Fabio Clerici nasce a Milano nel 1961 ove vive, ha conseguito la Maturità Turistica, svolge attività di volontariato presso la Croce Bianca, risulta vincitore di alcuni premi. La raccolta Dedicato a te… è presentata dall’editore Kimerik, il quale giudica le poesie: ritmate ed emozionanti, dallo stile accurato e dal linguaggio ricercato.
In effetti riscontriamo una fornace di emozioni. Nella eponima di apertura, confida: “Posso stanotte sognarti,/ e irrealmente abbracciarti/ ma tu non sei qui con me;”. Mi pare di avvertire una solitudine che il poeta riempie di sogni, come rimedio all’immenso vuoto che lo avvolge. Attraverso un destinatario al quale rivolge un tu conversevole o piuttosto impersonale, srotola pensieri in cui rivive sentimenti custoditi con tanta cura. Così sente un bacio in una sera di Natale; il ricordo dei vent’anni, la gioia e il dolore delle prime pulsioni; la sensazione che gli anni siano corsi veloci.

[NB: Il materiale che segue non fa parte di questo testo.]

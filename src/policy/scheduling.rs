// Copyright 2024 The Kubernetes Authors.
// Licensed under the Apache License, Version 2.0

//! Seed selection for shoots without an explicit seed.
//!
//! Candidates are narrowed in three stages (eligibility, profile/selector/
//! taints/region, network disjointness); the least loaded survivor wins.

use super::network::{disjoint, parse_networks, NamedNetwork, NetworkError};
use crate::api::core::{Seed, Shoot, GARDEN_NAMESPACE};
use serde::{Deserialize, Serialize};
use std::collections::HashMap;
use thiserror::Error;
use tracing::warn;

/// How seeds are matched against the region of a shoot.
#[derive(Debug, Clone, Copy, Default, PartialEq, Eq, Serialize, Deserialize)]
pub enum CandidateDeterminationStrategy {
    /// Only seeds in the shoot's region.
    #[default]
    SameRegion,
    /// Seeds in the shoot's region, or else the seeds whose region shares
    /// the longest name prefix with it.
    MinimalDistance,
}

#[derive(Debug, Clone, PartialEq, Eq, Error)]
pub enum SchedulingError {
    #[error("no available and visible seed found")]
    NoAvailableSeed,

    #[error("no seed matching cloud profile {cloud_profile:?} and region {region:?} found")]
    NoMatchingCloudProfileOrRegion { cloud_profile: String, region: String },

    #[error("none of the seeds matches the seed selector of the shoot")]
    NoMatchingSeedSelector,

    #[error("none of the seeds has taints that are tolerated by the shoot")]
    NoToleratedSeed,

    #[error("none of the seeds has networks disjoint with the shoot networks")]
    NoDisjointNetwork,

    /// The shoot's own networks do not parse.
    #[error(transparent)]
    ShootNetwork(#[from] NetworkError),
}

/// Networks of a shoot that are set.
pub fn shoot_networks(shoot: &Shoot) -> Result<Vec<NamedNetwork<'static>>, NetworkError> {
    let networking = match &shoot.spec.networking {
        Some(n) => n,
        None => return Ok(Vec::new()),
    };
    parse_networks(&[
        ("pods", networking.pods.as_deref()),
        ("services", networking.services.as_deref()),
        ("nodes", networking.nodes.as_deref()),
    ])
}

/// Networks of a seed that are set.
pub fn seed_networks(seed: &Seed) -> Result<Vec<NamedNetwork<'static>>, NetworkError> {
    let networks = &seed.spec.networks;
    parse_networks(&[
        ("pods", non_empty(&networks.pods)),
        ("services", non_empty(&networks.services)),
        ("nodes", networks.nodes.as_deref()),
    ])
}

fn non_empty(s: &str) -> Option<&str> {
    if s.is_empty() {
        None
    } else {
        Some(s)
    }
}

/// Number of shoots assigned to each seed.
pub fn seed_usage(shoots: &[Shoot]) -> HashMap<String, usize> {
    let mut usage = HashMap::new();
    for seed_name in shoots.iter().filter_map(|s| s.spec.seed_name.as_deref()) {
        *usage.entry(seed_name.to_string()).or_insert(0) += 1;
    }
    usage
}

fn seed_load(usage: &HashMap<String, usize>, seed: &Seed) -> usize {
    usage.get(seed.name()).copied().unwrap_or(0)
}

fn common_prefix_len(a: &str, b: &str) -> usize {
    a.chars().zip(b.chars()).take_while(|(x, y)| x == y).count()
}

/// Seeds whose region is closest to `region`. Seeds in the same region are
/// preferred; otherwise those sharing the longest non-empty prefix.
fn closest_regions<'a>(seeds: Vec<&'a Seed>, region: &str) -> Vec<&'a Seed> {
    let same: Vec<&Seed> = seeds.iter().copied().filter(|s| s.region() == region).collect();
    if !same.is_empty() {
        return same;
    }
    let best = seeds
        .iter()
        .map(|s| common_prefix_len(s.region(), region))
        .max()
        .unwrap_or(0);
    if best == 0 {
        return Vec::new();
    }
    seeds
        .into_iter()
        .filter(|s| common_prefix_len(s.region(), region) == best)
        .collect()
}

fn ensure_non_empty<T>(items: Vec<T>, err: SchedulingError) -> Result<Vec<T>, SchedulingError> {
    if items.is_empty() {
        Err(err)
    } else {
        Ok(items)
    }
}

/// Returns true if the seed may be used at all by shoots in `namespace`.
pub fn seed_is_eligible(seed: &Seed, namespace: &str) -> bool {
    !seed.is_deleting()
        && seed.is_visible()
        && seed.is_available()
        && (!seed.is_protected() || namespace == GARDEN_NAMESPACE)
}

/// Returns true if the shoot's seed selector (labels and provider types)
/// accepts the seed. A shoot without selector accepts every seed.
pub fn seed_selector_matches(shoot: &Shoot, seed: &Seed) -> bool {
    match &shoot.spec.seed_selector {
        None => true,
        Some(selector) => {
            selector.label_selector.matches(&seed.metadata.labels)
                && selector.accepts_provider(&seed.spec.provider.type_)
        }
    }
}

/// Pick a seed for the shoot.
///
/// `cloud_profile` is the name of the (parent) cloud profile the shoot uses
/// and `usage` the number of shoots already assigned per seed name.
pub fn select_seed<'a>(
    seeds: &'a [Seed],
    shoot: &Shoot,
    cloud_profile: &str,
    usage: &HashMap<String, usize>,
    strategy: CandidateDeterminationStrategy,
) -> Result<&'a Seed, SchedulingError> {
    let namespace = shoot.metadata.namespace.as_str();
    let region = shoot.spec.region.as_str();
    let no_match = || SchedulingError::NoMatchingCloudProfileOrRegion {
        cloud_profile: cloud_profile.to_string(),
        region: region.to_string(),
    };

    let candidates = ensure_non_empty(
        seeds
            .iter()
            .filter(|s| seed_is_eligible(s, namespace))
            .collect::<Vec<_>>(),
        SchedulingError::NoAvailableSeed,
    )?;

    let candidates = ensure_non_empty(
        candidates
            .into_iter()
            .filter(|s| s.spec.cloud_profile_name == cloud_profile)
            .collect::<Vec<_>>(),
        no_match(),
    )?;

    let candidates = ensure_non_empty(
        candidates
            .into_iter()
            .filter(|s| seed_selector_matches(shoot, s))
            .collect::<Vec<_>>(),
        SchedulingError::NoMatchingSeedSelector,
    )?;

    let candidates = ensure_non_empty(
        candidates
            .into_iter()
            .filter(|s| s.taints_tolerated(&shoot.spec.tolerations))
            .collect::<Vec<_>>(),
        SchedulingError::NoToleratedSeed,
    )?;

    let candidates = match strategy {
        CandidateDeterminationStrategy::SameRegion => candidates
            .into_iter()
            .filter(|s| s.region() == region)
            .collect::<Vec<_>>(),
        CandidateDeterminationStrategy::MinimalDistance => closest_regions(candidates, region),
    };
    let candidates = ensure_non_empty(candidates, no_match())?;

    let shoot_nets = shoot_networks(shoot)?;
    let mut disjoint_candidates = Vec::new();
    for seed in candidates {
        match seed_networks(seed) {
            Ok(seed_nets) if disjoint(&shoot_nets, &seed_nets) => disjoint_candidates.push(seed),
            Ok(_) => {}
            Err(err) => warn!(seed = seed.name(), %err, "skipping seed with invalid networks"),
        }
    }

    disjoint_candidates
        .into_iter()
        .min_by(|a, b| {
            seed_load(usage, a)
                .cmp(&seed_load(usage, b))
                .then_with(|| a.name().cmp(b.name()))
        })
        .ok_or(SchedulingError::NoDisjointNetwork)
}
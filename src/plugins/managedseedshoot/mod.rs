// Copyright 2024 The Kubernetes Authors.
// Licensed under the Apache License, Version 2.0

//! ManagedSeedShoot admission controller.
//!
//! Shoots registered as seeds through a ManagedSeed cannot be deleted, and
//! updates must keep them usable as seeds.

use crate::admission::errors::{field_forbidden, FieldError};
use crate::admission::{
    AdmissionError, AdmissionResult, Attributes, Handler, Interface, Operation, PluginContext,
    Plugins, Readiness, ValidationInterface,
};
use crate::api::core::{Shoot, GARDEN_NAMESPACE};
use crate::api::seedmanagement::ManagedSeed;
use crate::api::{Object, ResourceKind};
use crate::lookup::{Listers, Lookup, LookupError};
use std::io::Read;
use std::sync::Arc;
use tracing::debug;

/// Plugin name for ManagedSeedShoot admission controller.
pub const PLUGIN_NAME: &str = "ManagedSeedShoot";

/// Register the ManagedSeedShoot plugin.
pub fn register(plugins: &Plugins) {
    plugins.register(PLUGIN_NAME, |_config: Option<&mut dyn Read>, context: &PluginContext| {
        Ok(Arc::new(Plugin::new(context)) as Arc<dyn Interface>)
    });
}

/// Field errors for an update of a shoot that backs a seed. `seed_zones` are
/// the zones registered in that seed.
pub fn update_errors(shoot: &Shoot, old: &Shoot, seed_zones: &[String]) -> Vec<FieldError> {
    let mut errors = Vec::new();
    if shoot.nginx_ingress_enabled() {
        errors.push(field_forbidden(
            "spec.addons.nginxIngress.enabled",
            "shoot ingress addon is not supported for managed seeds - use the managed seed ingress controller",
        ));
    }
    if !shoot.vpa_enabled() {
        errors.push(field_forbidden(
            "spec.kubernetes.verticalPodAutoscaler.enabled",
            "shoot VPA has to be enabled for managed seeds",
        ));
    }
    if shoot.nodes_cidr() != old.nodes_cidr() {
        errors.push(field_forbidden(
            "spec.networking.nodes",
            "field is immutable for shoots that are registered as seeds",
        ));
    }

    let zones = shoot.worker_zones();
    let mut removed: Vec<&str> = old
        .worker_zones()
        .into_iter()
        .filter(|z| !zones.contains(z) && seed_zones.iter().any(|s| s == z))
        .collect();
    removed.sort_unstable();
    if !removed.is_empty() {
        errors.push(field_forbidden(
            "spec.provider.workers",
            &format!(
                "shoot worker zones {:?} cannot be removed since they are registered in the seed",
                removed
            ),
        ));
    }
    errors
}

/// ManagedSeedShoot plugin.
pub struct Plugin {
    handler: Handler,
    lookup: Arc<dyn Lookup>,
    readiness: Readiness,
}

impl Plugin {
    pub fn new(context: &PluginContext) -> Self {
        Self {
            handler: Handler::new(
                &[Operation::Update, Operation::Delete],
                &[ResourceKind::Shoot],
            ),
            lookup: context.lookup.clone(),
            readiness: context.readiness.clone(),
        }
    }

    fn managed_seed_for(&self, shoot_name: &str) -> AdmissionResult<Option<ManagedSeed>> {
        Ok(self
            .lookup
            .managed_seeds(GARDEN_NAMESPACE)?
            .into_iter()
            .find(|ms| ms.shoot_name() == Some(shoot_name)))
    }

    /// Zones of the seed created from the ManagedSeed. A seed that does not
    /// exist yet has none.
    fn seed_zones(&self, managed_seed: &ManagedSeed) -> AdmissionResult<Vec<String>> {
        match self.lookup.seed(&managed_seed.metadata.name) {
            Ok(seed) => Ok(seed.spec.provider.zones),
            Err(LookupError::NotFound { .. }) => Ok(Vec::new()),
            Err(err) => Err(err.into()),
        }
    }
}

impl Default for Plugin {
    fn default() -> Self {
        Self::new(&PluginContext::default())
    }
}

impl Interface for Plugin {
    fn handles(&self, operation: Operation) -> bool {
        self.handler.handles(operation)
    }

    fn as_validation(&self) -> Option<&dyn ValidationInterface> {
        Some(self)
    }
}

impl ValidationInterface for Plugin {
    fn validate(&self, attributes: &dyn Attributes) -> AdmissionResult<()> {
        if !self.handler.applies_to(attributes) || attributes.get_namespace() != GARDEN_NAMESPACE {
            return Ok(());
        }
        self.readiness.ensure_ready(PLUGIN_NAME)?;

        let name = attributes.get_name();
        let managed_seed = match self.managed_seed_for(name)? {
            Some(managed_seed) => managed_seed,
            None => return Ok(()),
        };

        if attributes.get_operation() == Operation::Delete {
            return Err(AdmissionError::forbidden_reason(
                name,
                GARDEN_NAMESPACE,
                ResourceKind::Shoot.resource(),
                format!(
                    "cannot delete shoot {}/{} since it is still referenced by a managed seed",
                    GARDEN_NAMESPACE, name
                ),
            ));
        }

        let (shoot, old) = match (
            attributes.get_object().and_then(Object::as_shoot),
            attributes.get_old_object().and_then(Object::as_shoot),
        ) {
            (Some(shoot), Some(old)) => (shoot, old),
            _ => return Ok(()),
        };
        let errors = update_errors(shoot, old, &self.seed_zones(&managed_seed)?);
        if errors.is_empty() {
            return Ok(());
        }
        debug!(
            plugin = PLUGIN_NAME,
            name,
            managed_seed = %managed_seed.metadata.name,
            "update of seed shoot rejected"
        );
        Err(AdmissionError::forbidden_fields(
            name,
            GARDEN_NAMESPACE,
            ResourceKind::Shoot.resource(),
            errors,
        ))
    }
}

Guardare indietro e poi perdersi con lo sguardo nell’infinito avanti a noi; ma adesso, in occasione di un lutto, dice il Poeta: “non vedo più i tuoi occhi/ non sento più le tue mani/ e la tua voce si dissolve,/ qui seduto, ricordo solo tenerezze lontane.” (pag. 14). Questa delicata espressione si modula sulle corde di un violino, assumendo una valenza universale per ogni affetto perduto. Ricorre il senso della solitudine che lo accosta a Dio, della neve che si scioglie, dell’estate che volge alla fine, di un ultimo viaggio, della notte, di un ultimo pensiero, di una lontana stagione, della consapevolezza di affermare di esserci ancora.
Versi che sembrano cesellati alla maniera di note segnate sul pentagramma dell’anima. Il desiderio di tornare bambino nelle braccia della madre ed anche quello di proteggerla; un faro a salvaguardia dei naviganti; un fiume che porti alla deriva il suo dolore; l’inventarsi un bambino per ritrovare la gioia; ma trova come foto ingiallite i suoi ricordi; un mare sereno che culla i pensieri, ma sempre in totale solitudine, nella pienezza della sua contemplazione.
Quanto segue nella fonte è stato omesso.